There are three types of calls: local, local toll (a.k.a. local long distance) and long distance. A local call is to any place about 0-15 miles from your home. Local toll calls are roughly 16-40 miles away, or more. Any call beyond local toll—to another region of Illinois or to another state—is considered long distance.

Use AT&T’s free online tool to determine if a call is local, local toll or long distance. This guide covers calls beyond the 15-mile local region, which can be pricey. AT&T and Frontier charge up to 17 cents per minute for local toll calls, and long-distance rates vary wildly, from two cents per minute to 20 cents per minute or more.

Name That Call

Actual distances for local, local toll and long-distance calls may vary depending on the area of Illinois, but this graphic gives estimates. Other phone companies define calls similar to AT&T, the largest phone company in the state.

What Are Your Options?

Your local phone company
PRO: Convenient.
CON: Expensive. Unlimited plans are often not worth the price for typical consumers, who only make a few hundred minutes of long-distance calls per month. Other long-distance plans can cost 10 cents a minute or more—plus a monthly fee.

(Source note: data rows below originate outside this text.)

use std::collections::BTreeSet;

use crate::core::Result;
use crate::persister::PersisterRegistry;

/// Per-session state that changes the shape of load plans.
#[derive(Debug, Clone, Default, PartialEq, Eq, Hash)]
pub struct LoadQueryInfluencers {
    enabled_profiles: BTreeSet<String>,
}

impl LoadQueryInfluencers {
    pub fn new() -> Self {
        Self::default()
    }

    /// Enable a fetch profile known to `registry`.
    pub fn enable_fetch_profile(&mut self, registry: &PersisterRegistry, name: &str) -> Result<()> {
        registry.profile(name)?;
        self.enabled_profiles.insert(name.to_string());
        Ok(())
    }

    pub fn disable_fetch_profile(&mut self, name: &str) -> bool {
        self.enabled_profiles.remove(name)
    }

    pub fn is_fetch_profile_enabled(&self, name: &str) -> bool {
        self.enabled_profiles.contains(name)
    }

    pub fn enabled_profiles(&self) -> impl Iterator<Item = &str> {
        self.enabled_profiles.iter().map(String::as_str)
    }

    pub fn has_enabled_profiles(&self) -> bool {
        !self.enabled_profiles.is_empty()
    }
}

A third-party long-distance carrier
PRO: Inexpensive. Same call quality as a local phone.
CON: Separate bill. Monthly fees tend to inflate price.

Prepaid Calling Card
PRO: Low prices.
CON: Hidden fees. Inconvenience of dialing extra numbers.

Cellphone
PRO: Potentially free. Most consumers have plenty of extra cellphone minutes left over each month (if not unlimited minutes).
CON: Poorer call quality. Traditional cellphone plans can be pricey.

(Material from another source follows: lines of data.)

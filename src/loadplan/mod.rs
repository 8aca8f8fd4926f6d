// ============================================================================
// Load plans: immutable descriptions of the object graph a load produces
// ============================================================================

pub mod builder;
pub mod influencers;
pub mod strategy;

use std::fmt;

pub use builder::{
    AliasGenerator, AssociationAttribute, FetchStrategySelector, LoadPlanBuilder, cascade_selector, standard_selector,
};
pub use influencers::LoadQueryInfluencers;
pub use strategy::{FetchStrategy, FetchStyle, FetchTiming};

/// Table alias of a joined space and its unique id within the plan.
#[derive(Debug, Clone, PartialEq, Eq)]
pub struct JoinSpace {
    pub uid: usize,
    pub alias: String,
}

/// Entity space holding the elements of a one-to-many collection.
#[derive(Debug, Clone, PartialEq, Eq)]
pub struct ElementEntity {
    pub entity: String,
    pub uid: usize,
}

#[derive(Debug, Clone, PartialEq)]
pub struct EntityReturn {
    pub entity: String,
    pub space: JoinSpace,
    pub fetches: Vec<Fetch>,
}

#[derive(Debug, Clone, PartialEq)]
pub struct CollectionReturn {
    pub role: String,
    pub space: JoinSpace,
    pub element: Option<ElementEntity>,
    pub fetches: Vec<Fetch>,
}

#[derive(Debug, Clone, PartialEq)]
pub enum Return {
    Entity(EntityReturn),
    Collection(CollectionReturn),
}

#[derive(Debug, Clone, PartialEq)]
pub struct EntityFetch {
    pub attribute: String,
    /// Property path from the owning entity, e.g. `address.country`
    pub path: String,
    pub entity: String,
    pub strategy: FetchStrategy,
    pub depth: usize,
    /// Present iff the fetch is joined into the load statement
    pub join: Option<JoinSpace>,
    pub fetches: Vec<Fetch>,
}

#[derive(Debug, Clone, PartialEq)]
pub struct CollectionFetch {
    pub attribute: String,
    pub path: String,
    pub role: String,
    pub strategy: FetchStrategy,
    pub depth: usize,
    pub join: Option<JoinSpace>,
    pub element: Option<ElementEntity>,
    pub fetches: Vec<Fetch>,
}

/// Component attribute whose parts contain associations.
#[derive(Debug, Clone, PartialEq)]
pub struct CompositeFetch {
    pub attribute: String,
    pub path: String,
    pub fetches: Vec<Fetch>,
}

#[derive(Debug, Clone, PartialEq)]
pub enum Fetch {
    Entity(EntityFetch),
    Collection(CollectionFetch),
    Composite(CompositeFetch),
}

impl Fetch {
    pub fn path(&self) -> &str {
        match self {
            Fetch::Entity(f) => &f.path,
            Fetch::Collection(f) => &f.path,
            Fetch::Composite(f) => &f.path,
        }
    }

    pub fn strategy(&self) -> Option<FetchStrategy> {
        match self {
            Fetch::Entity(f) => Some(f.strategy),
            Fetch::Collection(f) => Some(f.strategy),
            Fetch::Composite(_) => None,
        }
    }

    pub fn fetches(&self) -> &[Fetch] {
        match self {
            Fetch::Entity(f) => &f.fetches,
            Fetch::Collection(f) => &f.fetches,
            Fetch::Composite(f) => &f.fetches,
        }
    }
}

/// Immutable plan with exactly one root return.
#[derive(Debug, Clone, PartialEq)]
pub struct LoadPlan {
    root: Return,
}

impl LoadPlan {
    pub(crate) fn new(root: Return) -> Self {
        Self { root }
    }

    pub fn root(&self) -> &Return {
        &self.root
    }

    pub fn root_alias(&self) -> &str {
        match &self.root {
            Return::Entity(r) => &r.space.alias,
            Return::Collection(r) => &r.space.alias,
        }
    }

    pub fn root_fetches(&self) -> &[Fetch] {
        match &self.root {
            Return::Entity(r) => &r.fetches,
            Return::Collection(r) => &r.fetches,
        }
    }

    /// All fetches, depth first.
    pub fn all_fetches(&self) -> Vec<&Fetch> {
        fn walk<'a>(fetches: &'a [Fetch], out: &mut Vec<&'a Fetch>) {
            for fetch in fetches {
                out.push(fetch);
                walk(fetch.fetches(), out);
            }
        }
        let mut out = Vec::new();
        walk(self.root_fetches(), &mut out);
        out
    }

    /// First fetch whose path from its owner matches, searching depth first.
    pub fn find_fetch(&self, path: &str) -> Option<&Fetch> {
        self.all_fetches().into_iter().find(|f| f.path() == path)
    }

    pub fn joined_collection_count(&self) -> usize {
        let root_join = usize::from(matches!(self.root, Return::Collection(_)));
        root_join
            + self
                .all_fetches()
                .iter()
                .filter(|f| matches!(f, Fetch::Collection(c) if c.join.is_some()))
                .count()
    }
}

impl fmt::Display for LoadPlan {
    fn fmt(&self, f: &mut fmt::Formatter<'_>) -> fmt::Result {
        match &self.root {
            Return::Entity(r) => writeln!(f, "EntityReturn({}) [{}]", r.entity, r.space.alias)?,
            Return::Collection(r) => writeln!(f, "CollectionReturn({}) [{}]", r.role, r.space.alias)?,
        }
        write_fetches(f, self.root_fetches(), 1)
    }
}

fn write_fetches(f: &mut fmt::Formatter<'_>, fetches: &[Fetch], indent: usize) -> fmt::Result {
    for fetch in fetches {
        let pad = "  ".repeat(indent);
        match fetch {
            Fetch::Entity(e) => {
                write!(f, "{}EntityFetch({}) -> {} {} depth={}", pad, e.path, e.entity, e.strategy, e.depth)?;
                if let Some(join) = &e.join {
                    write!(f, " [{}]", join.alias)?;
                }
                writeln!(f)?;
            }
            Fetch::Collection(c) => {
                write!(f, "{}CollectionFetch({}) -> {} {} depth={}", pad, c.path, c.role, c.strategy, c.depth)?;
                if let Some(join) = &c.join {
                    write!(f, " [{}]", join.alias)?;
                }
                writeln!(f)?;
            }
            Fetch::Composite(c) => writeln!(f, "{}CompositeFetch({})", pad, c.path)?,
        }
        write_fetches(f, fetch.fetches(), indent + 1)?;
    }
    Ok(())
}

VoIP (Vonage, Ooma, MagicJack, etc)
PRO: Inexpensive (if you make a lot of long-distance calls).
CON: Call quality can suffer. Must have high-speed Internet. May not work during a power outage.

Internet Phone (Skype, Google Voice)
PRO: Free (or very cheap). Video calling capabilities.
CON: Must have high-speed Internet. May not work during a power outage.

Finding the Right Plan

When searching for the right long-distance deal, there are a few questions you need to ask your provider. Make sure you are aware of the rates and any monthly fees or per-call surcharges, whether the company requires online signup or billing, whether the plan covers local toll calls (if that’s something you use often), whether there is a higher rate for in-state long-distance calls, and if the company will pick up any switching charges you have to pay to your previous carrier.

For prepaid calling cards, find out if there are any restrictions, such as an expiration date or no in-state calls; if there is a way to recharge the card (and if so, a fee to do so); and whether the card charges a lower rate if you use a “local access number” compared with using a toll-free access number.

Below are examples of long-distance options:

Traditional long-distance
Pioneer Telephone. For AT&T local “Rate Buster” customers: 3.3-3.8¢/minute, $2.49/month regulatory fee. (subject to quarterly changes). $1.99/month fee if you choose paper billing AND make less than $20 of calls (fee waived if you choose online billing). Customers of other local phone companies may pay more. To sign up, call 1-800-808-9000. (Note: Automatic credit card payments for all NEW customers. After six months, customers can opt out and pay by check or automatic deductions through their checking account.]

Unless you have “slamming protection,” don’t call your local and/or long-distance company to switch. Call Pioneer and it will do the switch for you. Questions? Call CUB, at 1-800-669-5556.

ECG. 2.5-3.5¢/minute, $1.99 monthly fee, $2.99/month regulatory fee. Online billing only. To sign up, call 1-888-869-1141 or visit ECG’s website.

AT&T One Rate Nationwide Advantage. $5.99 per month with AT&T local only, 7¢ per minute for domestic direct-dialed long-distance. To sign up, call 1-800-288-2020, or visit AT&T’s website.

Prepaid Calling
AT&T Card (Sold by members-only Sam’s Club). Price varies. A 1500 minute card costs $49.98. To purchase a card, find your local Sam’s Club.

VoIP
MagicJack Go. $35 One-time fee plus HSI and landline costs. To sign up, visit MagicJack’s website.

Internet phone
Google Voice. Must have Internet. One-time $20 fee to port your number. To sign up, visit the Google Voice website.

*Rates change often, so verify them with the company. Traditional long distance rates may vary outside of AT&T’s local phone territory. For more info, see the long-distance and international calculators on the Telecom page at www.CitizensUtilityBoard.org.